Modifying alcalase activity and stability by immobilization onto chitosan aiming at the production of bioactive peptides by hydrolysis of tilapia skin gelatin

Abstract

The protease from Bacillus licheniformis, commercially known as Alcalase®, was insolubilized and stabilized by immobilization onto activated chitosan. Activation with different agents, such as glutaraldehyde (GLU-Chi), glyoxyl (GLY-Chi) and divinyl sulfone (DVS-Chi) was investigated. The effect of the immobilization protocol, for instance different pH and times, were also evaluated.

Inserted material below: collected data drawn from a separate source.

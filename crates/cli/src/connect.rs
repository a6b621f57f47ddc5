//! Backend selection
//!
//! Builds the storage client for a configured remote, or a local client for
//! filesystem locations.

use std::path::Path;

use omni_core::{
    BackendConfig, Error, LocalClient, Location, Remote, RemoteManager, RemotePath, Result,
    StorageClient,
};
use omni_http::HttpClient;
use omni_s3::S3Client;

/// A client together with the path it should be asked about
pub struct Target {
    pub client: Box<dyn StorageClient>,
    pub path: String,
}

/// Build the client for a remote
pub async fn connect(remote: &Remote) -> Result<Box<dyn StorageClient>> {
    tracing::debug!(remote = %remote.name, backend = %remote.kind(), "Connecting");
    match &remote.backend {
        BackendConfig::S3 { .. } => Ok(Box::new(S3Client::new(remote).await?)),
        BackendConfig::Http { .. } => Ok(Box::new(HttpClient::new(remote)?)),
        BackendConfig::Local { root } => Ok(Box::new(LocalClient::new(root))),
        BackendConfig::GoogleDrive { .. } | BackendConfig::Sftp { .. } => {
            Err(Error::UnsupportedFeature(format!(
                "remote '{}' uses the {} backend, which this build cannot connect to",
                remote.name,
                remote.kind()
            )))
        }
    }
}

/// Look up a remote by name and connect to it
pub async fn open_remote(path: &RemotePath) -> Result<Box<dyn StorageClient>> {
    let remote = RemoteManager::new()?.get(&path.remote)?;
    connect(&remote).await
}

/// Client for a folder location; local folders become the client root
pub async fn open_folder(location: &Location) -> Result<Target> {
    match location {
        Location::Remote(path) => Ok(Target {
            client: open_remote(path).await?,
            path: path.path.clone(),
        }),
        Location::Local(dir) => Ok(Target {
            client: Box::new(LocalClient::new(dir)),
            path: String::new(),
        }),
    }
}

/// Client for a file location; local files are addressed from their parent
pub async fn open_file(location: &Location) -> Result<Target> {
    match location {
        Location::Remote(path) => Ok(Target {
            client: open_remote(path).await?,
            path: path.path.clone(),
        }),
        Location::Local(file) => {
            let (parent, name) = split_local(file)?;
            Ok(Target {
                client: Box::new(LocalClient::new(parent)),
                path: name,
            })
        }
    }
}

fn split_local(file: &Path) -> Result<(&Path, String)> {
    let name = file
        .file_name()
        .ok_or_else(|| Error::InvalidPath(format!("{} does not name a file", file.display())))?
        .to_string_lossy()
        .into_owned();
    let parent = match file.parent() {
        Some(p) if !p.as_os_str().is_empty() => p,
        _ => Path::new("."),
    };
    Ok((parent, name))
}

GLU-Chi showed the highest activity (35.6UNPA/g) with the smallest substrate (N-Boc-L-alanine p-nitrophenyl-ester, NPA), while GLY-Chi showed the highest activity (1.5 UAzocasein/g) using the greatest substrate (azocasein). A 24-h immobilization period was enough to stabilize the enzyme using the three supports under almost all conditions. Operational stability in azocasein hydrolysis was assayed and GLU-Chi showed no activity loss during 5 cycles. DVS-Chi retained around 70 % of its initial activity after the fifth cycle, whereas GLY-Chi activity retained only 10 %. Finally, the biocatalysts were used in the hydrolysis of tilapia skin gelatin aiming the production of peptides with antioxidant activity. The protein hydrolysates obtained using GLU-Chi presented the highest antioxidant activity (36.7 μM Trolox Eq). However, the best results of operational stability were obtained using DVS-Chi, which did not lose its initial activity after 3 consecutive cycles of gelatin hydrolysis.